Hukum perikatan menurut Hofmann adalah
“suatu hubungan hukum antara sejumlah terbatas
subjek-subjek hukum sehubungan dengan itu seorang atau beberapa orang
daripadanya mengikatkan dirinya untuk bersikap menurut cara-cara tertentu
terhadap pihak yang lain, yang berhak atas sikap yang demikian itu.
Sementara pengertian hukum perikatan yang umum digunakan
dalam ilmu hukum adalah:
“suatu hubungan hukum mengenai kekayaan harta
benda antara dua orang yang memberi hak kepada pihak yang satu untuk menuntut
sesuatu barang dari pihak yang lainnya sedangkan pihak yang lainnya diwajibkan
untuk memenuhi tuntutan tersebut.
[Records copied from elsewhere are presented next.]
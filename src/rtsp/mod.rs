//! RTSP delivery: H.264 from the camera piped into an external muxer.

pub mod publisher;
pub mod sink;

pub use publisher::{PublisherConfig, PublisherState, RtspPublisher, ShutdownReport};
pub use sink::{ProcessLauncher, ProcessSink, Sink, SinkCommand, SinkLauncher, SinkWriter};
Pihak yang berhak menuntut adalah pihak yang
berpihutang (kreditur) sedangkan pihak yang wajib memenuhi tuntutan dinamakan
pihak berhutang (debitur) sementara barang atau sesuatu yang dapat dituntut
disebut dengan prestasi”.
Dasar Hukum
Perikatan
Dalam pembahasan mengenai dasar hukum ini
berkenaan dengan ketentuan pasal 1233 BW, saya akan memberikan paparan yang
menurut pandangan saya penting dalam suatu perikatan, yaitu dasar hukum tentang
syarat – syarat sahnya suatu perikatan.
Dasar hukum yang menjadi acuan syarat – syarat
sahnya suatu perikatan adalah pasal1320 BW, yaitu sebagai berikut :
-sepakat
-cakap
-suatu hal tertentu
-sebab yang diperbolehkan
Azas-azas
dalam Hukum Perikatan
Asas-asas dalam hukum perikatan diatur dalam Buku
III KUH Perdata, yakni menganut azas kebebasan berkontrak dan azas
konsensualisme.
· Asas Kebebasan Berkontrak Asas kebebasan
berkontrak terlihat di dalam Pasal 1338 KUHP Perdata yang menyebutkan bahwa
segala sesuatu perjanjian yang dibuat adalah sah bagi para pihak yang
membuatnya dan berlaku sebagai undang-undang bagi mereka yang membuatnya.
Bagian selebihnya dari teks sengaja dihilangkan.